Transcribe, word for word and without additions, each line below from the one containing "let provider = ListProvider::new(providers);" through the one containing "keys.sort_by_key(|(k, _)| k.to_string());", both ends included.

[Exercise inputs — start]

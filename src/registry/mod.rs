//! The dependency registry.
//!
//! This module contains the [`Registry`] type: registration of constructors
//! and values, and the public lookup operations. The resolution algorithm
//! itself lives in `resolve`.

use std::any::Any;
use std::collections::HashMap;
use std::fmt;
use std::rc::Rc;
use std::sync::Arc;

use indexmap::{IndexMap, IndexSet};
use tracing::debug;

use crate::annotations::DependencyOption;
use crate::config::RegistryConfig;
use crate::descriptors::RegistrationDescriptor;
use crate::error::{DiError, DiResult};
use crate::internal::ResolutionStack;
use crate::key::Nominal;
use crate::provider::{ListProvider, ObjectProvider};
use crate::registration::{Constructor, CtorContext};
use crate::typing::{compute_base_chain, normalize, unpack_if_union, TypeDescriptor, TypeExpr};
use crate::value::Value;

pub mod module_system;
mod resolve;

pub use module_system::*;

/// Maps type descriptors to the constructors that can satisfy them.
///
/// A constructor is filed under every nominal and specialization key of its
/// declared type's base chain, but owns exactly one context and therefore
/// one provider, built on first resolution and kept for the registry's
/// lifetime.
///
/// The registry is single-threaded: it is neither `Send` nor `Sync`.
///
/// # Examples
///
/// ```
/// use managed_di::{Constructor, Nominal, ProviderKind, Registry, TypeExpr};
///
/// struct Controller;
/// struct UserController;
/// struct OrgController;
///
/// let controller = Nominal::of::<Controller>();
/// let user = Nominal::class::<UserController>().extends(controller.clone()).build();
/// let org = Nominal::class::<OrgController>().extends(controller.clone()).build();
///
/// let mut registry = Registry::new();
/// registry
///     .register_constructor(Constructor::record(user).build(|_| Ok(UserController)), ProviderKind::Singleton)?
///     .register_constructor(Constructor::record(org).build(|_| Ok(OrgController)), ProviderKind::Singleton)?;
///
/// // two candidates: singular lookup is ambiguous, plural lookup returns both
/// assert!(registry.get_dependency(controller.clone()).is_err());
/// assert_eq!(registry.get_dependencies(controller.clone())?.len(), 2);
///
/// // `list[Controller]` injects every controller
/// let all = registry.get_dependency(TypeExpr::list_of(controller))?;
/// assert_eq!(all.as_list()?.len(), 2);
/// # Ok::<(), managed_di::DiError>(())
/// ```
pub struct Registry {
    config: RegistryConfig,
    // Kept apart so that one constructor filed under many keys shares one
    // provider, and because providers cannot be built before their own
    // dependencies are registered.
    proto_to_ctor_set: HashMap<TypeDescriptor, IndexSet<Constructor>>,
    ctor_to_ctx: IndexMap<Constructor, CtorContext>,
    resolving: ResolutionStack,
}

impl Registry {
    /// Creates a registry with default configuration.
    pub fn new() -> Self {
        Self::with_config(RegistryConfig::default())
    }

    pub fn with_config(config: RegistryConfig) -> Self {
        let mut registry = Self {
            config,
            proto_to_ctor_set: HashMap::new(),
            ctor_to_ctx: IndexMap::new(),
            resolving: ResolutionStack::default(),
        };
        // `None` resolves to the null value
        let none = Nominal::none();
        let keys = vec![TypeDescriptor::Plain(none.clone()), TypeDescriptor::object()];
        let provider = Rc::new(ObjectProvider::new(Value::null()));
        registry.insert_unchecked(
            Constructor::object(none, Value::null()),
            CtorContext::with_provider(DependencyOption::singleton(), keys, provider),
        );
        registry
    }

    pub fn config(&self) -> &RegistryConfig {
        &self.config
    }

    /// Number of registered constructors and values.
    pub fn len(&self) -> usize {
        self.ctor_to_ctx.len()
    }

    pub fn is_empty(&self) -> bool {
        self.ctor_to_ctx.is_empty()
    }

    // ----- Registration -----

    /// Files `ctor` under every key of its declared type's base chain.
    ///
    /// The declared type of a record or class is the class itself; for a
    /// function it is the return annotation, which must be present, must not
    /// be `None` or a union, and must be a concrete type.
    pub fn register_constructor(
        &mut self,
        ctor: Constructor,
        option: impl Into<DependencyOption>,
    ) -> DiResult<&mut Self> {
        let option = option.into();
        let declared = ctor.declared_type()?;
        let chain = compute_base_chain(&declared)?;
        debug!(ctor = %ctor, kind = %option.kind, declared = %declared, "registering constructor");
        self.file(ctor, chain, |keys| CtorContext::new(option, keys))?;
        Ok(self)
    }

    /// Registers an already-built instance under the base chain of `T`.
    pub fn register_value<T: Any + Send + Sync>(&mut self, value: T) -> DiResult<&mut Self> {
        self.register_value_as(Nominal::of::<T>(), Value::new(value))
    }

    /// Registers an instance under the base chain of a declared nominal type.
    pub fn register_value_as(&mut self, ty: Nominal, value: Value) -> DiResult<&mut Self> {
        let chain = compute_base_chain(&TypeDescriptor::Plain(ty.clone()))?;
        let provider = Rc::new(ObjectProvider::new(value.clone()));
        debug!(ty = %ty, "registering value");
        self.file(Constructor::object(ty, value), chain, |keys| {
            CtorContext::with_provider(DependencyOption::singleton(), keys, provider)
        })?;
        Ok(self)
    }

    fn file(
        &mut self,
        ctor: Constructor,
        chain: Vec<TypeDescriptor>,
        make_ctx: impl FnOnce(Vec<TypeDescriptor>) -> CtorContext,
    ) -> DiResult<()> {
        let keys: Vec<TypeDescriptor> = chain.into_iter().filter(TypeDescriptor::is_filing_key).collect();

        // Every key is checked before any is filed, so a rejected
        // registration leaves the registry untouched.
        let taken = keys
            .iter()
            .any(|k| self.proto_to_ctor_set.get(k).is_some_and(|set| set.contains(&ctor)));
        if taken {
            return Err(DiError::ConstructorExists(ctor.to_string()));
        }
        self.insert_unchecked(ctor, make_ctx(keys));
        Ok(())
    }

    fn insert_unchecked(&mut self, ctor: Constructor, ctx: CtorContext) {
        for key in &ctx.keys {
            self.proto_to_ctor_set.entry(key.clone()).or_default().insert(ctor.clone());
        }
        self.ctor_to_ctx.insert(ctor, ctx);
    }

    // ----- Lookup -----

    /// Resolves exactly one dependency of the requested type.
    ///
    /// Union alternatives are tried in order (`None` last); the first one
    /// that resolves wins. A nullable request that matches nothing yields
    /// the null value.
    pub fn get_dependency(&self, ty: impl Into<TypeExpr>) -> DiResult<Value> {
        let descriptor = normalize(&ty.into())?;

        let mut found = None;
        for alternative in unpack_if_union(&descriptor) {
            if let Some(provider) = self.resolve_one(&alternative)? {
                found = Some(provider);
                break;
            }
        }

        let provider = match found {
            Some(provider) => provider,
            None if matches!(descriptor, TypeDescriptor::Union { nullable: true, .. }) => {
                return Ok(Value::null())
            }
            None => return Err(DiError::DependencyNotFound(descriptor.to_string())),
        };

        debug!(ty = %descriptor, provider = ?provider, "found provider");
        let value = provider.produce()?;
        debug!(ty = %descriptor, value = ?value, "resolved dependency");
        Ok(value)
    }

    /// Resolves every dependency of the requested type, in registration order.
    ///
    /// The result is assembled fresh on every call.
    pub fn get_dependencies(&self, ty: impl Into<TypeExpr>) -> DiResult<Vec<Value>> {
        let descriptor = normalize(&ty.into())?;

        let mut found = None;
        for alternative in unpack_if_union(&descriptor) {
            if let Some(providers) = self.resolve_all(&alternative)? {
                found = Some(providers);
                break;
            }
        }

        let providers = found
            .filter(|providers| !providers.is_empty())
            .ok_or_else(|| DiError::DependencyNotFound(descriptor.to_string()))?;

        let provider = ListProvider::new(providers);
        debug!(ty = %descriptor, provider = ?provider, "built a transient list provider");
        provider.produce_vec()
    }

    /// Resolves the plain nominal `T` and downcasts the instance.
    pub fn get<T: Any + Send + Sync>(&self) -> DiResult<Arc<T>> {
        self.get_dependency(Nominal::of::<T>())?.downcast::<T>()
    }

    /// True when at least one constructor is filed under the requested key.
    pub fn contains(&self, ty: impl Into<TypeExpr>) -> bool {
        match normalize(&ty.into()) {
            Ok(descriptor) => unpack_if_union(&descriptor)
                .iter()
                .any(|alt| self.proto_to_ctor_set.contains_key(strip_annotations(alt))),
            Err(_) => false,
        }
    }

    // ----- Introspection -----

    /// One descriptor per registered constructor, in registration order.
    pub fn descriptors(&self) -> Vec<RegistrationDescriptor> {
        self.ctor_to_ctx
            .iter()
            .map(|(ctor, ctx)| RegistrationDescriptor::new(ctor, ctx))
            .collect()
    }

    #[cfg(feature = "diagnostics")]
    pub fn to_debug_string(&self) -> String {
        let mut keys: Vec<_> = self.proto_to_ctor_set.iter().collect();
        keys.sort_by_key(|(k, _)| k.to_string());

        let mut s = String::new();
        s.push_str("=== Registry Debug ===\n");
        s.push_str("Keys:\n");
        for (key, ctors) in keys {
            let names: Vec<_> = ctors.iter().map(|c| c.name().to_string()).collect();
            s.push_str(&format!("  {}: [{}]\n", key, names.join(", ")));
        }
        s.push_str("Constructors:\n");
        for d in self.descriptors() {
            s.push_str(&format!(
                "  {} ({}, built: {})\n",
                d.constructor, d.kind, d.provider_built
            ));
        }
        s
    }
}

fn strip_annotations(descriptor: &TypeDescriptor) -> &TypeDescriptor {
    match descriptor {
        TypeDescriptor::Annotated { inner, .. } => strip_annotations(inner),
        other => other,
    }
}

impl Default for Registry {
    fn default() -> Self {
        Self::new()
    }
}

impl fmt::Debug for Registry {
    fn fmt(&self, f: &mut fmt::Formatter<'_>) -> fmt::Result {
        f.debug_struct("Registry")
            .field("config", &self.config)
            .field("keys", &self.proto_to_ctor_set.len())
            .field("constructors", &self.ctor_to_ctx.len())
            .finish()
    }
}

[Exercise inputs — finish]

Task solution:
        let provider = ListProvider::new(providers);
        debug!(ty = %descriptor, provider = ?provider, "built a transient list provider");
        provider.produce_vec()
    }

    /// Resolves the plain nominal `T` and downcasts the instance.
    pub fn get<T: Any + Send + Sync>(&self) -> DiResult<Arc<T>> {
        self.get_dependency(Nominal::of::<T>())?.downcast::<T>()
    }

    /// True when at least one constructor is filed under the requested key.
    pub fn contains(&self, ty: impl Into<TypeExpr>) -> bool {
        match normalize(&ty.into()) {
            Ok(descriptor) => unpack_if_union(&descriptor)
                .iter()
                .any(|alt| self.proto_to_ctor_set.contains_key(strip_annotations(alt))),
            Err(_) => false,
        }
    }

    // ----- Introspection -----

    /// One descriptor per registered constructor, in registration order.
    pub fn descriptors(&self) -> Vec<RegistrationDescriptor> {
        self.ctor_to_ctx
            .iter()
            .map(|(ctor, ctx)| RegistrationDescriptor::new(ctor, ctx))
            .collect()
    }

    #[cfg(feature = "diagnostics")]
    pub fn to_debug_string(&self) -> String {
        let mut keys: Vec<_> = self.proto_to_ctor_set.iter().collect();
        keys.sort_by_key(|(k, _)| k.to_string());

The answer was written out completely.